What the task requires:
Scan the material below for the string "PartialEq". Report every line that has it.

Supplied data:
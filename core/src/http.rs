//! HTTP transport types for the host-does-IO pattern.
//!
//! # Design
//! These types describe HTTP requests and responses as plain data. The
//! client builds `HttpRequest` values and parses `HttpResponse` values
//! without touching the network; a `Transport` (or a native host through
//! the FFI crate) executes the actual round-trip.
//!
//! All fields use owned types (`String`, `Vec`) so values can cross FFI
//! boundaries without lifetime concerns.

use std::fmt;

/// HTTP method for a request. The booking API only uses these three.
#[derive(Debug, Clone, Copy, PartialEq, Eq)]
pub enum HttpMethod {
    Get,
    Post,
    Delete,
}

impl HttpMethod {
    pub fn as_str(self) -> &'static str {
        match self {
            HttpMethod::Get => "GET",
            HttpMethod::Post => "POST",
            HttpMethod::Delete => "DELETE",
        }
    }
}

impl fmt::Display for HttpMethod {
    fn fmt(&self, f: &mut fmt::Formatter<'_>) -> fmt::Result {
        f.write_str(self.as_str())
    }
}

/// An HTTP request described as plain data.
///
/// `path` is the absolute URL, query string included.
#[derive(Debug, Clone, PartialEq, Eq)]
pub struct HttpRequest {
    pub method: HttpMethod,
    pub path: String,
    pub headers: Vec<(String, String)>,
    pub body: Option<String>,
}

impl HttpRequest {
    /// Look up a header value by case-insensitive name.
    pub fn header(&self, name: &str) -> Option<&str> {
        self.headers
            .iter()
            .find(|(key, _)| key.eq_ignore_ascii_case(name))
            .map(|(_, value)| value.as_str())
    }
}

/// An HTTP response described as plain data.
#[derive(Debug, Clone)]
pub struct HttpResponse {
    pub status: u16,
    pub headers: Vec<(String, String)>,
    pub body: String,
}

impl HttpResponse {
    /// A response with no headers, mostly useful to hosts and tests.
    pub fn new(status: u16, body: impl Into<String>) -> Self {
        Self {
            status,
            headers: Vec::new(),
            body: body.into(),
        }
    }
}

Result of the task:
#[derive(Debug, Clone, Copy, PartialEq, Eq)]
#[derive(Debug, Clone, PartialEq, Eq)]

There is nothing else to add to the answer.